Monday, August 31, 2009

Adorno on the impossibility of political praxis


From the Prologue and Introduction to Negative Dialectics (1966):

The formulation “negative dialectics” transgresses against tradition. Already in Plato dialectics intended to establish something positive through the thought-means of the negation; the figure of a negation of the negation named this precisely. This book would like to emancipate dialectics from these types of affirmative essence, without relinquishing anything in terms of determinacy. The development of its paradoxical title is one of its intentions...

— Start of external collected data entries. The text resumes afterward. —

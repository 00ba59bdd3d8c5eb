#![forbid(unsafe_code)]
//! ftest: functional-test driver for a parser generator toolchain
//!
//! Each numbered directory under the test root is one case: a single specification file plus hand-written
//! sources. For every case the driver runs the generator, compiles the generated and hand-written sources in
//! strict mode, and runs the resulting executable. The process exits with the number of failed cases.
//!
//! ## Panic Policy
//!
//! This codebase follows explicit error handling:
//!
//! - **Production code**: Use `Result` or `Option` with `?` / `ok_or` / `map_err`. The `cli` and `runner` modules
//!   enforce `#![deny(clippy::unwrap_used)]`.
//!
//! - **Test code**: `.unwrap()` and `.expect()` are acceptable in tests.
//!
//! - **External tools**: A tool that cannot be started, crashes, hangs past its timeout or writes to stderr is a
//!   failed case, never a panic or an early exit.

pub mod cli;
pub mod config;
pub mod runner;
pub mod version;

pub use config::RunConfig;
pub use runner::{
    CaseOutcome, CommandBuilder, ConsoleReporter, Discovery, Orchestrator, ProcessRunner, RunError, RunSummary,
    StageResult, TestCase, run_suite,
};
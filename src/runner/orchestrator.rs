//! Per-case orchestration
//!
//! Runs the stage list for one case, stopping at the first failure. The stage list is data, so the standard
//! generate/compile/execute pipeline and the fakes used in tests go through the same loop.

use std::sync::Arc;

use ftest_core::StageKind;

use super::discovery::{DiscoveredCase, TestCase};
use super::interfaces::{DiscoveryError, Stage, StageContext, StageEvents};
use super::process::StageResult;
use super::stages::{Toolchain, standard_stages};
use crate::config::RunConfig;

/// Where a failing case stopped
#[derive(Debug, Clone, Copy, PartialEq, Eq)]
pub enum FailedAt {
    Discovery,
    Stage(StageKind),
}

/// Details of a failed case
#[derive(Debug, Clone, PartialEq, Eq)]
pub struct CaseFailure {
    pub at: FailedAt,
    /// Verdict text (`build exe failed with error 1`)
    pub reason: String,
    /// Captured output of the failing stage, forwarded to the console
    pub stdout: String,
    pub stderr: String,
}

/// Result of running one case
#[derive(Debug, Clone, PartialEq, Eq)]
pub enum CaseOutcome {
    Passed,
    Failed(CaseFailure),
}

impl CaseOutcome {
    pub fn is_passed(&self) -> bool {
        matches!(self, CaseOutcome::Passed)
    }

    pub fn failure(&self) -> Option<&CaseFailure> {
        match self {
            CaseOutcome::Passed => None,
            CaseOutcome::Failed(failure) => Some(failure),
        }
    }

    pub fn failed_at(&self) -> Option<FailedAt> {
        self.failure().map(|f| f.at)
    }

    /// The one-word or one-line verdict shown after the case identifier.
    pub fn verdict(&self) -> String {
        match self {
            CaseOutcome::Passed => "passed".to_string(),
            CaseOutcome::Failed(failure) => format!("FAILED {}", failure.reason),
        }
    }

    fn from_stage(result: StageResult) -> Self {
        CaseOutcome::Failed(CaseFailure {
            at: FailedAt::Stage(result.kind),
            reason: result.failure_reason(),
            stdout: result.stdout,
            stderr: result.stderr,
        })
    }
}

impl From<DiscoveryError> for CaseOutcome {
    fn from(err: DiscoveryError) -> Self {
        CaseOutcome::Failed(CaseFailure {
            at: FailedAt::Discovery,
            reason: err.to_string(),
            stdout: String::new(),
            stderr: String::new(),
        })
    }
}

/// Runs the stage list for each case
pub struct Orchestrator {
    stages: Vec<Box<dyn Stage>>,
}

impl Orchestrator {
    pub fn new(stages: Vec<Box<dyn Stage>>) -> Self {
        Self { stages }
    }

    /// The standard generate/compile/execute pipeline for a run.
    pub fn from_config(config: &RunConfig) -> Self {
        Self::new(standard_stages(Arc::new(Toolchain::from_config(config))))
    }

    pub fn stages(&self) -> impl Iterator<Item = StageKind> + '_ {
        self.stages.iter().map(|s| s.kind())
    }

    /// Run every stage in order; the first failing stage decides the outcome and nothing after it runs.
    #[tracing::instrument(skip_all, fields(case = %case.name))]
    pub fn run_case(&self, case: &TestCase, events: &mut dyn StageEvents) -> CaseOutcome {
        let mut ctx = StageContext::new(case, events);
        for stage in &self.stages {
            let result = stage.run(&mut ctx);
            ctx.events.on_stage_complete(&result);
            if !result.is_success() {
                tracing::debug!(stage = %result.kind, status = result.status, "stage failed");
                return CaseOutcome::from_stage(result);
            }
        }
        CaseOutcome::Passed
    }

    /// Run a discovered case, turning a discovery error into a failed outcome without invoking any tool.
    pub fn run_discovered(&self, discovered: &DiscoveredCase, events: &mut dyn StageEvents) -> CaseOutcome {
        match &discovered.case {
            Ok(case) => self.run_case(case, events),
            Err(err) => CaseOutcome::from(err.clone()),
        }
    }
}

#[cfg(test)]
#[allow(clippy::unwrap_used)]
mod tests {
    use super::*;
    use crate::runner::interfaces::NoEvents;
    use crate::runner::process::CommandLine;
    use std::path::PathBuf;
    use std::sync::atomic::{AtomicUsize, Ordering};

    /// Stage that returns a canned result and counts its invocations.
    struct Scripted {
        kind: StageKind,
        status: i32,
        stderr: &'static str,
        calls: Arc<AtomicUsize>,
    }

    impl Stage for Scripted {
        fn kind(&self) -> StageKind {
            self.kind
        }

        fn run(&self, ctx: &mut StageContext<'_>) -> StageResult {
            self.calls.fetch_add(1, Ordering::SeqCst);
            ctx.events.on_command(&CommandLine::new(self.kind.name()));
            StageResult {
                kind: self.kind,
                status: self.status,
                stdout: format!("{} out", self.kind),
                stderr: self.stderr.to_string(),
                elapsed: None,
                timed_out: false,
            }
        }
    }

    fn pipeline(results: [(i32, &'static str); 3]) -> (Orchestrator, Vec<Arc<AtomicUsize>>) {
        let counters: Vec<Arc<AtomicUsize>> = (0..3).map(|_| Arc::new(AtomicUsize::new(0))).collect();
        let stages = ftest_core::STAGES
            .iter()
            .zip(results)
            .zip(&counters)
            .map(|((kind, (status, stderr)), calls)| {
                Box::new(Scripted {
                    kind: *kind,
                    status,
                    stderr,
                    calls: Arc::clone(calls),
                }) as Box<dyn Stage>
            })
            .collect();
        (Orchestrator::new(stages), counters)
    }

    fn case() -> TestCase {
        TestCase {
            name: "01-basic".to_string(),
            dir: PathBuf::from("01-basic"),
            spec: PathBuf::from("01-basic/TestBasic.peg"),
            generated: PathBuf::from("01-basic/TestBasic.cs"),
            executable: PathBuf::from("bin/TestBasic.exe"),
        }
    }

    fn calls(counters: &[Arc<AtomicUsize>]) -> Vec<usize> {
        counters.iter().map(|c| c.load(Ordering::SeqCst)).collect()
    }

    #[test]
    fn test_all_stages_pass() {
        let (orch, counters) = pipeline([(0, ""), (0, ""), (0, "")]);
        assert_eq!(orch.run_case(&case(), &mut NoEvents), CaseOutcome::Passed);
        assert_eq!(calls(&counters), vec![1, 1, 1]);
    }

    #[test]
    fn test_generate_failure_skips_compile_and_execute() {
        let (orch, counters) = pipeline([(1, "syntax error"), (0, ""), (0, "")]);
        let outcome = orch.run_case(&case(), &mut NoEvents);
        assert_eq!(outcome.failed_at(), Some(FailedAt::Stage(StageKind::Generate)));
        assert_eq!(outcome.verdict(), "FAILED build parser failed with error 1");
        assert_eq!(calls(&counters), vec![1, 0, 0]);
    }

    #[test]
    fn test_stderr_with_zero_status_fails_the_stage() {
        let (orch, counters) = pipeline([(0, ""), (0, "warning CS0168"), (0, "")]);
        let outcome = orch.run_case(&case(), &mut NoEvents);
        let failure = outcome.failure().unwrap();
        assert_eq!(failure.at, FailedAt::Stage(StageKind::Compile));
        assert_eq!(failure.reason, "build exe failed with error 0");
        assert_eq!(failure.stderr, "warning CS0168");
        assert_eq!(failure.stdout, "compile out");
        assert_eq!(calls(&counters), vec![1, 1, 0]);
    }

    #[test]
    fn test_execute_failure() {
        let (orch, _) = pipeline([(0, ""), (0, ""), (3, "")]);
        let outcome = orch.run_case(&case(), &mut NoEvents);
        assert_eq!(outcome.verdict(), "FAILED run app failed with error 3");
    }

    #[test]
    fn test_discovery_error_runs_nothing() {
        let (orch, counters) = pipeline([(0, ""), (0, ""), (0, "")]);
        let discovered = DiscoveredCase {
            name: "04-double".to_string(),
            dir: PathBuf::from("04-double"),
            case: Err(DiscoveryError::SpecCount {
                dir: PathBuf::from("04-double"),
                pattern: "Test*.peg".to_string(),
                count: 2,
            }),
        };
        let outcome = orch.run_discovered(&discovered, &mut NoEvents);
        assert_eq!(outcome.failed_at(), Some(FailedAt::Discovery));
        assert_eq!(
            outcome.verdict(),
            "FAILED found 2 spec files matching Test*.peg in 04-double"
        );
        assert_eq!(calls(&counters), vec![0, 0, 0]);
    }

    #[test]
    fn test_events_see_each_command_then_its_result() {
        #[derive(Default)]
        struct Log(Vec<String>);
        impl StageEvents for Log {
            fn on_command(&mut self, command: &CommandLine) {
                self.0.push(format!("cmd {}", command));
            }
            fn on_stage_complete(&mut self, result: &StageResult) {
                self.0.push(format!("done {} {}", result.kind, result.status));
            }
        }

        let (orch, _) = pipeline([(0, ""), (2, ""), (0, "")]);
        let mut log = Log::default();
        orch.run_case(&case(), &mut log);
        assert_eq!(
            log.0,
            vec!["cmd generate", "done generate 0", "cmd compile", "done compile 2"]
        );
    }

    #[test]
    fn test_standard_pipeline_order() {
        let orch = Orchestrator::from_config(&RunConfig::default());
        assert_eq!(orch.stages().collect::<Vec<_>>(), ftest_core::STAGES.to_vec());
    }
}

...Philosophy, which once seemed outmoded, remains alive because the moment of its realization was missed. The summary judgement that it had merely interpreted the world is itself crippled by resignation before reality, and becomes a defeatism of reason after the transformation of the world failed. It guarantees no place from which theory as such could be concretely convicted of the anachronism, which then as now it is suspected of. Perhaps the interpretation which promised the transition did not suffice. The moment on which the critique of theory depended is not to be prolonged theoretically. Praxis, delayed for the foreseeable future, is no longer the court of appeals against self-satisfied speculation, but for the most part the pretext under which executives strangulate that critical thought as idle which a transforming praxis most needs. After philosophy broke with the promise that it would be one with reality or at least struck just before the hour of its production, it has been compelled to ruthlessly criticize itself.